Chapter 41
FORTY-ONE
brIAR
“You don’t have to do this,” I say as Angela herds me back, closing the door behind her.
The deadbolt sliding shut is gunshot—no pun intended—loud in the quiet apartment.
She’s tall and slender, her blonde hair pulled back into a neat chignon, and the sunglasses on her face don’t hide the bruising around her black eye. She moves carefully, as though she’s protecting her ribs, but her grip on the gun is steady.
“I don’t have much time,” she says. “So I need you to sit down, shut up, and listen to me.”
Maybe I could overpower her, especially considering she’s hurt.
But I’ve seen this woman endure things that would break me, so I know that even though she appears weak, she’s anything but.
“Okay,” I say calmly, not loving the gun pointed in my direction, but doing my best to ignore it.
“Is there anyone else in the apartment?” she asks.
I shake my head. “Just the cats.”
She doesn’t move, but I have the feeling that her gaze is flicking around the room, assessing if I’m telling the truth.
Then she seems to decide that I am.
“Sit.” She gestures to the barstool with her gun.
I sit and the silence stretches as we just look at each other.
Then she walks over to me, slides her hand into her pocket. “Here,” she mutters. “Use this. It’ll keep you and the other girl safe.”
“I don’t understand.”
A sigh as she sets the envelope on the counter. “I’m supposed to use the distraction they created by taking her to eliminate the problem you present.”
Fear skitters up my spine.
“But I’ve been doing a lot of things I shouldn’t these last few months. That—” A nod to the envelope. “That will damage them enough they’ll need to close ranks and regroup.”
“How long until they come after me and Brooks and my friends again?”
“They’ll decide it’s not worth the trouble. There are plenty of easier targets with fewer resources now that the personal side has been settled.”
“I don’t understand.”
“I don’t expect you to,” she says. “But I’m doing what I can—I made it so Brooks is back in your life and Chrissy’s baby will be safe—” She breaks off.
My heart starts pounding. “What does Chrissy have to do with me?”
Something passes over her face and I suck in a breath.
“Wait,” I whisper, the information clicking into place. “You’re that Angela?”
“I don’t know what you’re talking about.”
“You’re Angela Rosseau? Jean-Michel’s ex, Chrissy’s mom—” I shake my head. “But you’re crazy.”
She jerks and I clamp my mouth closed.
Probably shouldn’t call the woman pointing a gun at me crazy.
“Sorry,” I whisper.
But she doesn’t squeeze the trigger and prove that point. Instead, she laughs softly. “Yeah, Briar. I’m definitely crazy.”
“Meow.”
“Buttercup,” I begin. “She—”
But Angela just tucks the gun into the waistband of her jeans, crouches down and scratches Buttercup—then Tulip, when she comes over—behind their ears.
“How did you make sure Brooks was back in my life?”

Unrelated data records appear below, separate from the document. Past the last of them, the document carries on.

//! Heap configuration.

use std::time::Duration;

use crate::collector::CollectorType;
use crate::error::ConfigError;

const KB: usize = 1024;
const MB: usize = KB * KB;

/// Tuning knobs for a [`Heap`](crate::Heap).
///
/// Every field has a default suitable for a small interactive process.
/// Sizes are in bytes and are rounded up to whole pages where the heap lays
/// out memory.
#[derive(Debug, Clone)]
pub struct HeapConfig {
    /// Target footprint before the first collection.
    pub initial_size: usize,
    /// Soft cap on the heap. Raised to `capacity` by
    /// [`Heap::clear_growth_limit`](crate::Heap::clear_growth_limit).
    pub growth_limit: usize,
    /// Hard cap on the heap.
    pub capacity: usize,
    /// Size of each main space (and of the backup or to-space beside it).
    pub main_space_capacity: usize,
    /// Size of the non-moving space.
    pub non_moving_space_capacity: usize,
    /// Size of the large-object region.
    pub large_object_space_capacity: usize,
    /// Size of the image space. Zero means no image space.
    pub image_space_capacity: usize,
    /// Allocations of at least this many bytes go to the large-object space.
    pub large_object_threshold: usize,
    /// Minimum headroom left after a non-sticky collection.
    pub min_free: usize,
    /// Maximum headroom left after a non-sticky collection.
    pub max_free: usize,
    /// Fraction of the target footprint expected to be live after a
    /// collection.
    pub target_utilization: f64,
    /// Headroom multiplier while the process is jank perceptible.
    pub foreground_heap_growth_multiplier: f64,
    /// Collector family.
    pub collector_type: CollectorType,
    /// Smallest gap between the concurrent trigger and the target footprint.
    pub min_concurrent_remaining_bytes: usize,
    /// Largest gap between the concurrent trigger and the target footprint.
    pub max_concurrent_remaining_bytes: usize,
    /// Scales sticky throughput before comparing it with the non-sticky
    /// mean.
    pub sticky_gc_throughput_adjustment: f64,
    /// Pauses and waits longer than this are logged.
    pub long_pause_log_threshold: Duration,
    /// Collections longer than this are logged.
    pub long_gc_log_threshold: Duration,
    /// Entries in each allocation stack.
    pub allocation_stack_capacity: usize,
    /// Initial entries in the collector's mark stack.
    pub mark_stack_initial_capacity: usize,
    /// Serve small free-list allocations from thread-local buffers.
    pub use_tlab: bool,
    /// Size of one thread-local buffer.
    pub tlab_size: usize,
    /// Try a homogeneous space compaction before reporting OOM.
    pub use_homogeneous_space_compaction_for_oom: bool,
    /// Minimum time between two OOM-driven compactions.
    pub min_interval_homogeneous_space_compaction_by_oom: Duration,
    /// Schedule a compaction when the process moves to the background.
    pub background_compaction: bool,
    /// Run heap tasks on a background thread.
    pub enable_task_daemon: bool,
    /// Keep remembered sets for the non-moving and large-object spaces.
    pub use_remembered_sets: bool,
}

impl Default for HeapConfig {
    fn default() -> Self {
        Self {
            initial_size: 2 * MB,
            growth_limit: 64 * MB,
            capacity: 64 * MB,
            main_space_capacity: 64 * MB,
            non_moving_space_capacity: 16 * MB,
            large_object_space_capacity: 64 * MB,
            image_space_capacity: MB,
            large_object_threshold: 12 * KB,
            min_free: 512 * KB,
            max_free: 2 * MB,
            target_utilization: 0.75,
            foreground_heap_growth_multiplier: 2.0,
            collector_type: CollectorType::SemiSpace,
            min_concurrent_remaining_bytes: 128 * KB,
            max_concurrent_remaining_bytes: 512 * KB,
            sticky_gc_throughput_adjustment: 1.0,
            long_pause_log_threshold: Duration::from_millis(5),
            long_gc_log_threshold: Duration::from_millis(100),
            allocation_stack_capacity: 128 * KB,
            mark_stack_initial_capacity: 64 * KB,
            use_tlab: false,
            tlab_size: 32 * KB,
            use_homogeneous_space_compaction_for_oom: true,
            min_interval_homogeneous_space_compaction_by_oom: Duration::from_secs(100),
            background_compaction: false,
            enable_task_daemon: true,
            use_remembered_sets: true,
        }
    }
}

impl HeapConfig {
    /// A configuration with every space sized from one heap capacity.
    /// Handy for tests and small embedders.
    #[must_use]
    pub fn with_capacity(capacity: usize) -> Self {
        Self {
            initial_size: capacity.min(Self::default().initial_size),
            growth_limit: capacity,
            capacity,
            main_space_capacity: capacity,
            non_moving_space_capacity: capacity,
            large_object_space_capacity: capacity,
            ..Self::default()
        }
    }

    /// Checks the configuration for contradictions.
    ///
    /// # Errors
    ///
    /// Returns the first problem found.
    pub fn validate(&self) -> Result<(), ConfigError> {
        for (name, value) in [
            ("capacity", self.capacity),
            ("main_space_capacity", self.main_space_capacity),
            ("non_moving_space_capacity", self.non_moving_space_capacity),
            ("large_object_space_capacity", self.large_object_space_capacity),
            ("large_object_threshold", self.large_object_threshold),
            ("allocation_stack_capacity", self.allocation_stack_capacity),
            ("mark_stack_initial_capacity", self.mark_stack_initial_capacity),
        ] {
            if value == 0 {
                return Err(ConfigError::ZeroSize(name));
            }
        }
        if self.use_tlab && self.tlab_size == 0 {
            return Err(ConfigError::ZeroSize("tlab_size"));
        }
        if !(self.target_utilization > 0.0 && self.target_utilization < 1.0) {
            return Err(ConfigError::TargetUtilization(self.target_utilization));
        }
        if self.min_free > self.max_free {
            return Err(ConfigError::FreeRange {
                min_free: self.min_free,
                max_free: self.max_free,
            });
        }
        if self.min_concurrent_remaining_bytes > self.max_concurrent_remaining_bytes {
            return Err(ConfigError::ConcurrentWindow {
                min: self.min_concurrent_remaining_bytes,
                max: self.max_concurrent_remaining_bytes,
            });
        }
        if self.initial_size > self.growth_limit || self.growth_limit > self.capacity {
            return Err(ConfigError::Limits {
                initial_size: self.initial_size,
                growth_limit: self.growth_limit,
                capacity: self.capacity,
            });
        }
        for (name, value) in [
            ("foreground_heap_growth_multiplier", self.foreground_heap_growth_multiplier),
            ("sticky_gc_throughput_adjustment", self.sticky_gc_throughput_adjustment),
        ] {
            if value.is_nan() || value <= 0.0 {
                return Err(ConfigError::Multiplier(name, value));
            }
        }
        match self.collector_type {
            CollectorType::SemiSpace | CollectorType::MarkSweep | CollectorType::ConcurrentMarkSweep => Ok(()),
            other => Err(ConfigError::UnsupportedCollector(other)),
        }
    }
}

Her gaze comes to mine and I wish I could see through the dark lenses of her glasses. “He’s one of the good ones.” A sigh as she straightens. “There aren’t too many of those around. I needed to make it right—for both of you.”
“I’m just—”
“One of the good ones too,” she says softly.
“I don’t understand.”
“I know.” Another nod to the envelope. “Use it,” she says. “No matter how much you don’t want to.”
She turns toward the door and I find myself blurting, “They can help you—Pascal and Brooks.”
Still. God, she’s so freaking still.
Then she pushes her glasses to the top of her head and our gazes collide.
Fuck, that bruise around her eye is awful.
“No one can help me,” she murmurs.
“I—”
“Bermuda,” she says.
“What?”
“That’s when I knew you were one of the good ones.”
I suck in another breath, remember the little girl I’d returned to her parents…and the beating I received for not following through with my orders to get her onto the boat that would have taken her who knew where for who knew what.
Okay, I knew what would happen to her.
And I couldn’t let that happen.
“Oh, my God,” I whisper. “That’s why you—”
Angela had come with me on the next few missions and after that the tasks I was assigned had changed. No more close calls with pervy men they needed blackmail material for. No more kids or women.
There’s a knock and a whir, the lock disengaging.
Her head whips toward the door as it slams into the deadbolt and she moves faster than I thought possible, grabbing a chair and jamming it under the handle.
Yeah, I so wouldn’t have been able to disarm her.
The door pulls back then slams open again, meeting the resistance of the deadbolt—and now the chair.
“Briar!” I hear Brooks shout from the other side.
“I’m okay!” I call and stand up.
But freeze, when the gun points my way again.
“Stay there,” she says quietly as the door starts reverberating, Brooks trying to break through. I freeze, sit back down, and she turns for the hall as the noise becomes almost deafening.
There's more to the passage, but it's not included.